Ed Gillespie has made his tax plan one one of the centerpieces of his campaign. He would cut tax rates across the board and encourage counties and towns to lower their business tax rates to spur business growth. More on Gillespie’s tax plan here.
Frank Wagner intends to raise taxes, through an increase in gas taxes, to build more roads and eliminate toll roads. (I am one of those rare fans of toll roads because they help to control traffic flow.) Has any Republican candidate ever won any office by advocating tax increases?
Tom Perriello, the candidate endorsed by Bernie Sanders, Elizabeth Warren, and John Podesta will raise taxes on the rich and redistribute the money to those who the Democrats deem to be more deserving. (Gee, where have we heard this before?
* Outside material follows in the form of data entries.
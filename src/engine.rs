//! Extractive question-answering engine.
//!
//! Runs ONNX models of the BERT QA family (start/end span prediction),
//! e.g. an exported distilbert-base-uncased-distilled-squad.

use ndarray::Array2;
use ort::session::{builder::GraphOptimizationLevel, Session};
use parking_lot::RwLock;
use std::path::Path;
use thiserror::Error;
use tokenizers::Tokenizer;
use tracing::{debug, info};

#[derive(Error, Debug)]
pub enum EngineError {
    #[error("model not loaded")]
    ModelNotLoaded,

    #[error("failed to load model: {0}")]
    ModelLoad(String),

    #[error("failed to load tokenizer: {0}")]
    TokenizerLoad(String),

    #[error("tokenization failed: {0}")]
    Tokenization(String),

    #[error("inference failed: {0}")]
    Inference(String),
}

pub type Result<T> = std::result::Result<T, EngineError>;

/// Configuration for the QA engine.
#[derive(Debug, Clone)]
pub struct EngineConfig {
    /// Path to the ONNX model file
    pub model_path: String,
    /// Path to the tokenizer.json file
    pub tokenizer_path: String,
    /// Maximum sequence length for the encoded question/context pair
    pub max_length: usize,
    /// Maximum answer span length in tokens
    pub max_answer_len: usize,
    /// Number of threads for inference (0 = auto)
    pub num_threads: usize,
}

impl Default for EngineConfig {
    fn default() -> Self {
        Self {
            model_path: "models/model.onnx".to_string(),
            tokenizer_path: "models/tokenizer.json".to_string(),
            max_length: 384,
            max_answer_len: 30,
            num_threads: 0,
        }
    }
}

/// An answer span extracted from the context.
#[derive(Debug, Clone)]
pub struct Answer {
    pub text: String,
    /// softmax(start) * softmax(end) over the chosen span
    pub score: f32,
}

/// Loaded model state.
struct LoadedModel {
    session: Session,
    tokenizer: Tokenizer,
}

/// Guarded lazily-initialized slot.
///
/// Set at most once: a failed initialization leaves the slot empty and
/// eligible for another attempt, a success is immutable afterwards.
/// Initialization can take seconds, so the set-check never waits on the
/// lock; only initializers and readers of the value itself do.
struct LazySlot<T> {
    inner: RwLock<Option<T>>,
}

impl<T> LazySlot<T> {
    fn new() -> Self {
        Self {
            inner: RwLock::new(None),
        }
    }

    /// Non-blocking set-check. A contended lock means an initialization
    /// is in flight, which reads as "not set yet".
    fn is_set(&self) -> bool {
        self.inner.try_read().map_or(false, |slot| slot.is_some())
    }

    fn read(&self) -> parking_lot::RwLockReadGuard<'_, Option<T>> {
        self.inner.read()
    }

    /// Initialize the slot if it is still empty.
    ///
    /// `init` runs under the write lock with a double-check, so
    /// concurrent callers wait for a single initialization attempt
    /// instead of running redundant ones. Callers are expected to be on
    /// a blocking-capable thread.
    fn ensure<E>(&self, init: impl FnOnce() -> std::result::Result<T, E>) -> std::result::Result<(), E> {
        if self.inner.read().is_some() {
            return Ok(());
        }

        let mut slot = self.inner.write();
        if slot.is_some() {
            // another caller finished the initialization while we waited
            return Ok(());
        }

        *slot = Some(init()?);
        Ok(())
    }
}

/// Extractive QA engine.
pub struct QaEngine {
    config: EngineConfig,
    model: LazySlot<LoadedModel>,
}

impl QaEngine {
    /// Create a new engine (model not loaded).
    pub fn new(config: EngineConfig) -> Self {
        Self {
            config,
            model: LazySlot::new(),
        }
    }

    /// Check if the model is loaded.
    ///
    /// Never blocks: while a load is in flight the answer is `false`,
    /// so callers on the async runtime are not parked behind the
    /// construction write lock.
    pub fn is_loaded(&self) -> bool {
        self.model.is_set()
    }

    pub fn config(&self) -> &EngineConfig {
        &self.config
    }

    /// Load the model if it is not loaded yet.
    ///
    /// Blocks for the full construction while holding the write lock;
    /// run it on the blocking pool.
    pub fn ensure_loaded(&self) -> Result<()> {
        self.model.ensure(|| Self::construct(&self.config))
    }

    fn construct(config: &EngineConfig) -> Result<LoadedModel> {
        info!(
            "Loading model from {} with tokenizer {}",
            config.model_path, config.tokenizer_path
        );

        // Validate paths exist
        if !Path::new(&config.model_path).exists() {
            return Err(EngineError::ModelLoad(format!(
                "model file not found: {}",
                config.model_path
            )));
        }
        if !Path::new(&config.tokenizer_path).exists() {
            return Err(EngineError::TokenizerLoad(format!(
                "tokenizer file not found: {}",
                config.tokenizer_path
            )));
        }

        // Load tokenizer
        let tokenizer = Tokenizer::from_file(&config.tokenizer_path)
            .map_err(|e| EngineError::TokenizerLoad(e.to_string()))?;

        // Load ONNX model
        let mut session_builder = Session::builder()
            .map_err(|e| EngineError::ModelLoad(e.to_string()))?
            .with_optimization_level(GraphOptimizationLevel::Level3)
            .map_err(|e| EngineError::ModelLoad(e.to_string()))?;

        if config.num_threads > 0 {
            session_builder = session_builder
                .with_intra_threads(config.num_threads)
                .map_err(|e| EngineError::ModelLoad(e.to_string()))?;
        }

        let session = session_builder
            .commit_from_file(&config.model_path)
            .map_err(|e| EngineError::ModelLoad(e.to_string()))?;

        info!("Model loaded successfully");

        Ok(LoadedModel { session, tokenizer })
    }

    /// Extract the best answer span for a question from a context.
    pub fn answer(&self, question: &str, context: &str) -> Result<Answer> {
        let model = self.model.read();
        let model = model.as_ref().ok_or(EngineError::ModelNotLoaded)?;

        debug!(
            "Answering question ({} chars) over context ({} chars)",
            question.len(),
            context.len()
        );

        // Encode the pair as [CLS] question [SEP] context [SEP]
        let encoding = model
            .tokenizer
            .encode((question, context), true)
            .map_err(|e| EngineError::Tokenization(e.to_string()))?;

        let seq_len = encoding.get_ids().len().min(self.config.max_length);
        if seq_len == 0 {
            return Err(EngineError::Tokenization("empty encoding".to_string()));
        }

        let input_ids: Vec<i64> = encoding.get_ids()[..seq_len]
            .iter()
            .map(|&id| id as i64)
            .collect();
        let attention_mask: Vec<i64> = encoding.get_attention_mask()[..seq_len]
            .iter()
            .map(|&m| m as i64)
            .collect();

        let input_ids = Array2::from_shape_vec((1, seq_len), input_ids).map_err(|e| {
            EngineError::Inference(format!("failed to create input_ids tensor: {}", e))
        })?;
        let attention_mask = Array2::from_shape_vec((1, seq_len), attention_mask)
            .map_err(|e| {
                EngineError::Inference(format!("failed to create attention_mask tensor: {}", e))
            })?;

        // Run inference
        let outputs = model
            .session
            .run(
                ort::inputs! {
                    "input_ids" => input_ids,
                    "attention_mask" => attention_mask,
                }
                .map_err(|e| EngineError::Inference(e.to_string()))?,
            )
            .map_err(|e| EngineError::Inference(e.to_string()))?;

        let start_logits = outputs
            .get("start_logits")
            .ok_or_else(|| EngineError::Inference("no start_logits output found".to_string()))?;
        let start_logits: ndarray::ArrayViewD<f32> = start_logits
            .try_extract_tensor()
            .map_err(|e| EngineError::Inference(e.to_string()))?;
        let start_logits: Vec<f32> = start_logits.iter().copied().collect();

        let end_logits = outputs
            .get("end_logits")
            .ok_or_else(|| EngineError::Inference("no end_logits output found".to_string()))?;
        let end_logits: ndarray::ArrayViewD<f32> = end_logits
            .try_extract_tensor()
            .map_err(|e| EngineError::Inference(e.to_string()))?;
        let end_logits: Vec<f32> = end_logits.iter().copied().collect();

        if start_logits.len() != seq_len || end_logits.len() != seq_len {
            return Err(EngineError::Inference(format!(
                "unexpected logits shape: {} start / {} end values for sequence of {}",
                start_logits.len(),
                end_logits.len(),
                seq_len
            )));
        }

        // Candidate positions are context tokens only (pair sequence 1),
        // excluding special tokens (empty offsets).
        let offsets = encoding.get_offsets();
        let sequence_ids = encoding.get_sequence_ids();
        let context_mask: Vec<bool> = (0..seq_len)
            .map(|i| sequence_ids[i] == Some(1) && offsets[i].1 > offsets[i].0)
            .collect();

        let (span_start, span_end, score) = best_span(
            &start_logits,
            &end_logits,
            &context_mask,
            self.config.max_answer_len,
        )
        .ok_or_else(|| EngineError::Inference("no answer span found in context".to_string()))?;

        let text = span_text(context, offsets[span_start].0, offsets[span_end].1)?;

        debug!("Answer span [{span_start}, {span_end}] score {score:.4}");

        Ok(Answer {
            text: text.to_string(),
            score,
        })
    }
}

/// Find the best answer span `(start, end, score)`.
///
/// Considers only positions where `mask` is true, requires
/// `start <= end` and a span no longer than `max_answer_len` tokens, and
/// maximizes `start_logits[start] + end_logits[end]`. The returned score
/// is the softmax-probability product of the two chosen positions.
fn best_span(
    start_logits: &[f32],
    end_logits: &[f32],
    mask: &[bool],
    max_answer_len: usize,
) -> Option<(usize, usize, f32)> {
    let n = start_logits.len().min(end_logits.len()).min(mask.len());
    let mut best: Option<(usize, usize, f32)> = None;

    for i in 0..n {
        if !mask[i] {
            continue;
        }
        let last = i.saturating_add(max_answer_len).min(n);
        for j in i..last {
            if !mask[j] {
                continue;
            }
            let score = start_logits[i] + end_logits[j];
            if best.map_or(true, |(_, _, s)| score > s) {
                best = Some((i, j, score));
            }
        }
    }

    let (i, j, _) = best?;
    let score = masked_softmax(start_logits, mask)[i] * masked_softmax(end_logits, mask)[j];
    Some((i, j, score))
}

/// Softmax over the unmasked positions; masked positions get probability 0.
fn masked_softmax(logits: &[f32], mask: &[bool]) -> Vec<f32> {
    let max = logits
        .iter()
        .zip(mask)
        .filter(|(_, &m)| m)
        .map(|(&l, _)| l)
        .fold(f32::NEG_INFINITY, f32::max);

    if max == f32::NEG_INFINITY {
        return vec![0.0; logits.len()];
    }

    let exps: Vec<f32> = logits
        .iter()
        .zip(mask)
        .map(|(&l, &m)| if m { (l - max).exp() } else { 0.0 })
        .collect();
    let sum: f32 = exps.iter().sum();
    exps.iter().map(|&e| e / sum).collect()
}

/// Slice the answer text out of the original context by byte offsets.
fn span_text(context: &str, start: usize, end: usize) -> Result<&str> {
    context.get(start..end).ok_or_else(|| {
        EngineError::Inference(format!(
            "answer span [{start}, {end}) is not aligned with the context"
        ))
    })
}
Perhaps in any Democrat campaign ever?) Perriello wants universal pre school, which has never been proven to help children, any advantage washes out by third grade. He also wants paid parental leave and free community college. His ads say will do ‘something’ about helping people college debt. All of it means more taxes to pay for them. Perriello and his opponent both promise to raise the minimum wage to $15 an hour. That will certainly cause many people to lose jobs as businesses across the state are forced to close.
Ralph Northam has been endorsed by Governor McAuliffe, Senator Tim Kaine and many other Democrat leaders in the Commonwealth. Of course he wants to raise taxes, he’s a Democrat. Northam wants many of the same programs Perriello wants, and he wants the 2.5% sales tax on groceries eliminated for poor. He also wants a commission to look at the state’s tax code to make it simpler and ‘more progressive’.